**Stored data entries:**

⟨

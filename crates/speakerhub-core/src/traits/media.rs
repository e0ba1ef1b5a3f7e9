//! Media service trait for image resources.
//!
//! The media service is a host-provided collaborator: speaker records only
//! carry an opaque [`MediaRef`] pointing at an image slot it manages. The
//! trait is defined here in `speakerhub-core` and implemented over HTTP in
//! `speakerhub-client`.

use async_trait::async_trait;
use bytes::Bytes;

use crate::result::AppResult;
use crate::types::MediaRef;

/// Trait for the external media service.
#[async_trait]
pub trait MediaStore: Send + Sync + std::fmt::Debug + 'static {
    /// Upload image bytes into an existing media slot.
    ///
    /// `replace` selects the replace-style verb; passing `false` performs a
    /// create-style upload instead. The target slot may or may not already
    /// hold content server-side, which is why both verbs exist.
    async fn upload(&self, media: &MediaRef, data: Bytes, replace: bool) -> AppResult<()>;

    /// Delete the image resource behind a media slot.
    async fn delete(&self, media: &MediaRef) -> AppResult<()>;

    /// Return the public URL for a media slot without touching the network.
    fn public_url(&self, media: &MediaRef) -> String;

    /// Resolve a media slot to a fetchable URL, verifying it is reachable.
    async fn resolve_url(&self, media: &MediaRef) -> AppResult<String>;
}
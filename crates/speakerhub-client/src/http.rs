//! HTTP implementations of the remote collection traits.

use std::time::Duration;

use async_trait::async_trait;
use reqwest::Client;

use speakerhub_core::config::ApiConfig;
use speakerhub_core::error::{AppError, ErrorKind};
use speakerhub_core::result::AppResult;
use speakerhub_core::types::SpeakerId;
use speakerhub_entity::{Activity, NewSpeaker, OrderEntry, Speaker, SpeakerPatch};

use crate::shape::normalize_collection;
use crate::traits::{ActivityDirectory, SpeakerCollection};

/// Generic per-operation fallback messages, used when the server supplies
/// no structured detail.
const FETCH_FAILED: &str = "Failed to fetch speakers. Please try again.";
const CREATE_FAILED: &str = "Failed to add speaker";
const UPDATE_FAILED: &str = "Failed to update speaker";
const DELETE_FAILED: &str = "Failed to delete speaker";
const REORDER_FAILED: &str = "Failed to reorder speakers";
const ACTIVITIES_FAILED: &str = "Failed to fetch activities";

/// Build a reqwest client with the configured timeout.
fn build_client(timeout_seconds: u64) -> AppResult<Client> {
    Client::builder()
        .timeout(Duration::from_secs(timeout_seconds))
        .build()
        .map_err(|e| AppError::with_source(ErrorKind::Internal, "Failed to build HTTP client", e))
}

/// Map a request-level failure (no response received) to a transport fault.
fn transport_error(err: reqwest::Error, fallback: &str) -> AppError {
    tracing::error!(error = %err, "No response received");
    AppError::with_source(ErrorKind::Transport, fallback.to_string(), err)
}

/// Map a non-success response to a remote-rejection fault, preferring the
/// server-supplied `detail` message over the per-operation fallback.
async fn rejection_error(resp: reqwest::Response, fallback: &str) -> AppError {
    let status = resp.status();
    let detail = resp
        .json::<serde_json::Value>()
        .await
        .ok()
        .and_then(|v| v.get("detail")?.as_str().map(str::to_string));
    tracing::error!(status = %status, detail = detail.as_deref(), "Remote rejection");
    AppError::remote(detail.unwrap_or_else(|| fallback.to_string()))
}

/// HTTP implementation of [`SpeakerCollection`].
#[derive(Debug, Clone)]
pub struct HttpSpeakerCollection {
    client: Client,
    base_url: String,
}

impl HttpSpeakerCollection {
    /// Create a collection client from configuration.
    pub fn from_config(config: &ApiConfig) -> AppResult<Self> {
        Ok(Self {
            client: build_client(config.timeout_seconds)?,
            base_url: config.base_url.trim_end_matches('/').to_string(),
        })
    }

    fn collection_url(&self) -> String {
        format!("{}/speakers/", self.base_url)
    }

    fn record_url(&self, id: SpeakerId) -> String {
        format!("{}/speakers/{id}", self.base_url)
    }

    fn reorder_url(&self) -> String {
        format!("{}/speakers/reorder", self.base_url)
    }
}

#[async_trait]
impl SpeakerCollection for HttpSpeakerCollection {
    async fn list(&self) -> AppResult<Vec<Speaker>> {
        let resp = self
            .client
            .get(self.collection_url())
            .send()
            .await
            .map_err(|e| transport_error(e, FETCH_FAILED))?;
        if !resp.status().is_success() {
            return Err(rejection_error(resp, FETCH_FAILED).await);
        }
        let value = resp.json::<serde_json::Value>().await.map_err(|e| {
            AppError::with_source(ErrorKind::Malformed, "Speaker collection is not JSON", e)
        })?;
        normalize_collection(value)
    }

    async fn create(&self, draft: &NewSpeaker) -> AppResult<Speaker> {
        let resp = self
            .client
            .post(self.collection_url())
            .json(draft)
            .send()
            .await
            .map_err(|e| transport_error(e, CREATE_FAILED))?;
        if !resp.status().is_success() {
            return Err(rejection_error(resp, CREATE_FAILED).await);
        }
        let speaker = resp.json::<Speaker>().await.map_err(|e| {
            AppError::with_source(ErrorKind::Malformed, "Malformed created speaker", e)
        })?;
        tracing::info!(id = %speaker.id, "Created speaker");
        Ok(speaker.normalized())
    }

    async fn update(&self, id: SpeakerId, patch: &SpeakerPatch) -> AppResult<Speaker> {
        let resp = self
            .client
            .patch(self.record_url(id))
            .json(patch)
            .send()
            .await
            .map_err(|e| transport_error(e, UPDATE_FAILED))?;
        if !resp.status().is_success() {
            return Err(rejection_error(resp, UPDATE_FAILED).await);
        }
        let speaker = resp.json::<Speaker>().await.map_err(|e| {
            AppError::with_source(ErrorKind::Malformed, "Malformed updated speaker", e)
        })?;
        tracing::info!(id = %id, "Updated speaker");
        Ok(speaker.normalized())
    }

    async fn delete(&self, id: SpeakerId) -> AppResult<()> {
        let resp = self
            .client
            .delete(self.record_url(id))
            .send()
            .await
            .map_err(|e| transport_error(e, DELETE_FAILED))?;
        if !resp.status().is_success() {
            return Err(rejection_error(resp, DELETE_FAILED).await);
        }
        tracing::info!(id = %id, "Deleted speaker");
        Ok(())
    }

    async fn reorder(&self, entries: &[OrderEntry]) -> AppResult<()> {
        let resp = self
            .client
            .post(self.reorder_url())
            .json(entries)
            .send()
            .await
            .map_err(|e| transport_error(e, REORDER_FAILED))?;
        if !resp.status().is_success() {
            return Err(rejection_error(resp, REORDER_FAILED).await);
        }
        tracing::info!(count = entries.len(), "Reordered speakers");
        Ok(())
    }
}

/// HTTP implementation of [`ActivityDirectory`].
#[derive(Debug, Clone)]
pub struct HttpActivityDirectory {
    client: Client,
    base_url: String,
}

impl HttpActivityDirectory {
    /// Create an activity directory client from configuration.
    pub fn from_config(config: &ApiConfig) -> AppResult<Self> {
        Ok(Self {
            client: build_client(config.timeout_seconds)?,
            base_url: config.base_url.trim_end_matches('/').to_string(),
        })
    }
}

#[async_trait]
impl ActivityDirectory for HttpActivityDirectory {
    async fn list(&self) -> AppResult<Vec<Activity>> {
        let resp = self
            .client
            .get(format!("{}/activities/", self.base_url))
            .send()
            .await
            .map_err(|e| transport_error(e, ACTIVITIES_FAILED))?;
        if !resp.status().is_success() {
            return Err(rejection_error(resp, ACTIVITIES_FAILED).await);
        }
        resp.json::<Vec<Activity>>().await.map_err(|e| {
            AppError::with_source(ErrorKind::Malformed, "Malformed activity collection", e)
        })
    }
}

⟩
⟨

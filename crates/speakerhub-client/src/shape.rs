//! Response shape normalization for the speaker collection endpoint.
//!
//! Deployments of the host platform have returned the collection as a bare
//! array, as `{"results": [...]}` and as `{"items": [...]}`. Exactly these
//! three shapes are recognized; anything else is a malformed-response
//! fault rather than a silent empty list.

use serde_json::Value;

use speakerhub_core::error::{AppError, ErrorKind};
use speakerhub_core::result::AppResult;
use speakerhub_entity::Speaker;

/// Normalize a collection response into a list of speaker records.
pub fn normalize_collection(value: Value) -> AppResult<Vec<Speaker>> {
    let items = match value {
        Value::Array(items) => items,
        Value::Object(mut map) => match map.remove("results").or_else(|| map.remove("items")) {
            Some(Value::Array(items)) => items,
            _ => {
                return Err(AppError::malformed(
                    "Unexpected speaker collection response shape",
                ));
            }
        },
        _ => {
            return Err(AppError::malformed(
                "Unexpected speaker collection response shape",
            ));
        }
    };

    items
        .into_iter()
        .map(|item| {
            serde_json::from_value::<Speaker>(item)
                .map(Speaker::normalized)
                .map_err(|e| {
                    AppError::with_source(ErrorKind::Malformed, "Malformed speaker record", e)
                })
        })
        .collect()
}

⟩

**What the task asks:** Show every line above in which the word "fallback" is found.

**Solution:**
/// Generic per-operation fallback messages, used when the server supplies
fn transport_error(err: reqwest::Error, fallback: &str) -> AppError {
    AppError::with_source(ErrorKind::Transport, fallback.to_string(), err)
/// server-supplied `detail` message over the per-operation fallback.
async fn rejection_error(resp: reqwest::Response, fallback: &str) -> AppError {
    AppError::remote(detail.unwrap_or_else(|| fallback.to_string()))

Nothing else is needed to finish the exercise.